Ketiga sahabat itu mengakhiri perbincangan dengan satu pelukan hangat. Mereka mulai mengerjakan yang harus dikerjakan. Sashi kembali ke ruang produksi, Ela kembali ke ruang manager. Terlihat segurat senyum tipis tersungging dari bibirnya.
*
Jika Liodra sedang berbagi kabar bahagia dengan sahabatnya, Devano juga tengah mengalirkan kebahagiaan untuk ibunya. Dalam perjalanan menuju kantor, Devano menelepon ibunya.
Satu tombol dengan simbol ponsel di atas dashboard mobil dipencet, speaker mobil diaktifkan, lalu terdengar panggilan telepon terhubung.
"Ibu, terima kasih untuk semua do'anya. Sepertinya sebentar lagi keinginan Ibu untuk mempunyai menantu, akan segera terkabul."
Devano mengabarkan berita gembira dengan suara riang.
Mata sayu perempuan paruh baya di ujung ponsel terlihat seperti sungai kering bertahun-tahun yang dialiri air jatuh dari langit. Matanya mengerjap tak percaya, tetapi segera berubah menjadi tatapan bahagia saat mendengar suara hangat putera satu-satunya. Eva Purwandari menahan isak yang nyaris pecah.

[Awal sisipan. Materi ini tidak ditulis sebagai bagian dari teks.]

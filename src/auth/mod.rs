//! Identities, roles and the capabilities routes require.
//!
//! A route declares a [`Capability`]; the authenticated [`Identity`] carries
//! a [`Role`]. Authorization is the single question
//! [`Role::satisfies`] answers.

pub mod password;
pub mod token;

use serde::{Deserialize, Serialize};
use uuid::Uuid;

pub use token::{Claims, IssuedToken, TokenKeys};

/// Role of a user account.
#[derive(Clone, Copy, Debug, Default, Eq, PartialEq, Serialize, Deserialize)]
#[serde(rename_all = "lowercase")]
pub enum Role {
    #[default]
    User,
    Admin,
}

impl Role {
    pub fn satisfies(self, required: Capability) -> bool {
        match required {
            Capability::Public | Capability::Authenticated => true,
            Capability::Admin => self == Role::Admin,
        }
    }
}

/// What a route demands of the caller.
#[derive(Clone, Copy, Debug, Default, Eq, PartialEq)]
pub enum Capability {
    /// No credential needed.
    #[default]
    Public,
    /// Any active account.
    Authenticated,
    /// An active account with [`Role::Admin`].
    Admin,
}

impl Capability {
    pub fn requires_identity(self) -> bool {
        self != Capability::Public
    }
}

/// The caller of an authenticated request, as resolved from the store.
#[derive(Clone, Debug, Eq, PartialEq)]
pub struct Identity {
    pub user_id: Uuid,
    pub role: Role,
    pub active: bool,
}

"Liodra?" tanyanya lirih sembari tangan kanannya memegang dada. Entah apa ini namanya. Kebahagiaan dan kekhawatiran yang datang bersamaan. Ada haru yang tak bisa ingin ditahan, juga kesenangan yang minta diluapkan.

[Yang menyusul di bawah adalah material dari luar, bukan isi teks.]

//! The invoice API route table.
//!
//! Everything lives under `/api`, grouped by resource. Each group declares
//! the capability its routes need; auth is the only group that mixes
//! public, authenticated and admin routes.

mod auth;
mod export;
mod logs;
mod records;

use serde_json::{Map, Value};

use crate::auth::Capability;
use crate::error::ApiError;
use crate::method::Method::{Delete, Get, Head, Patch, Post, Put};
use crate::request::Request;
use crate::router::Router;
use crate::store::{AuditEntry, Collection};
use crate::{health, uploads};

/// Builds the full application router.
pub fn routes() -> Router {
    use Capability::{Admin, Authenticated, Public};
    use Collection::{Clients, Deliveries, Invoices, ProductGroups, Products};

    Router::new()
        .on(Get, "/health", health::status)
        .on(Get, "/uploads/*path", uploads::serve)
        .on(Head, "/uploads/*path", uploads::serve)
        .scope("/api/auth", Authenticated, |s| s
            .guarded(Post, "/register", Public, auth::register)
            .guarded(Post, "/login", Public, auth::login)
            .on(Get, "/profile", auth::profile)
            .on(Put, "/profile", auth::update_profile)
            .on(Put, "/change-password", auth::change_password)
            .on(Post, "/logout", auth::logout)
            .guarded(Get, "/users", Admin, auth::list_users)
            .guarded(Post, "/users", Admin, auth::create_user)
            .guarded(Put, "/users/:id/permissions", Admin, auth::update_permissions)
            .guarded(Delete, "/users/:id", Admin, auth::delete_user)
            .guarded(Put, "/users/:id/toggle-status", Admin, auth::toggle_status))
        .scope("/api/clients", Authenticated, |s| s
            .on(Get, "", records::list(Clients))
            .on(Get, "/:id", records::get(Clients))
            .on(Post, "", records::create(Clients))
            .on(Put, "/:id", records::update(Clients))
            .on(Delete, "/:id", records::delete(Clients))
            .on(Get, "/:id/invoices", records::client_linked(Invoices))
            .on(Get, "/:id/deliveries", records::client_linked(Deliveries))
            .on(Get, "/:id/statistics", records::client_statistics))
        .scope("/api/products", Authenticated, |s| s
            .on(Get, "", records::list(Products))
            .on(Get, "/:id", records::get(Products))
            .on(Post, "", records::create(Products))
            .on(Put, "/:id", records::update(Products))
            .on(Delete, "/:id", records::delete(Products)))
        .scope("/api/product-groups", Authenticated, |s| s
            .on(Get, "", records::list(ProductGroups))
            .on(Get, "/:id", records::get(ProductGroups))
            .on(Post, "", records::create(ProductGroups))
            .on(Put, "/:id", records::update(ProductGroups))
            .on(Delete, "/:id", records::delete(ProductGroups))
            .on(Post, "/:id/products", records::add_group_product)
            .on(Delete, "/:id/products/:productId", records::remove_group_product))
        .scope("/api/invoices", Authenticated, |s| s
            .on(Get, "", records::list(Invoices))
            .on(Get, "/:id", records::get(Invoices))
            .on(Post, "", records::create(Invoices))
            .on(Patch, "/:id/status", records::update_invoice_status)
            .on(Patch, "/:id/tracking", records::update_invoice_tracking)
            .on(Delete, "/:id", records::delete(Invoices)))
        .scope("/api/deliveries", Authenticated, |s| s
            .on(Get, "", records::list(Deliveries))
            .on(Get, "/:id", records::get(Deliveries))
            .on(Post, "", records::create(Deliveries))
            .on(Put, "/:id", records::update(Deliveries))
            .on(Delete, "/:id", records::delete(Deliveries)))
        .scope("/api/export", Authenticated, |s| s
            .on(Get, "/invoices", export::export(Invoices))
            .on(Get, "/clients", export::export(Clients)))
        .scope("/api/logs", Authenticated, |s| s
            .on(Get, "", logs::list))
}

/// Records an audit entry for the caller. Failures are logged, not
/// surfaced: the action itself already succeeded.
async fn audit(req: &Request, action: &str, entity: &str, entity_id: Option<uuid::Uuid>) {
    let Some(identity) = req.identity() else {
        return;
    };
    let entry = AuditEntry::new(identity.user_id, action, entity, entity_id);
    if let Err(e) = req.state().store.append_log(entry).await {
        tracing::warn!(action, entity, "failed to write audit entry: {e}");
    }
}

/// The request body as a JSON object.
fn object_body(req: &Request) -> Result<Map<String, Value>, ApiError> {
    match req.json::<Value>()? {
        Value::Object(map) => Ok(map),
        _ => Err(ApiError::bad_request("Request body must be a JSON object")),
    }
}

Eva sangat tahu betapa Devano mencintai Liodra. Gadis itu telah mencuri hati putra kesayangannya. Jika boleh, dirinya rela mengemis agar Liodra mau menjadi istri Devano.
Eva rela bersimpuh di kaki Dewanti supaya memberikan restunya. Berpuluh malam do'a-do'a dia terbangkan ke langit, berharap salah satunya didengar Tuhan. Akhirnya hari ini kabar bahagia datang. Putera satu-satunya akan segera menikah dengan wanita yang dicintainya. Apalagi yang paling membahagiakan hati seorang ibu?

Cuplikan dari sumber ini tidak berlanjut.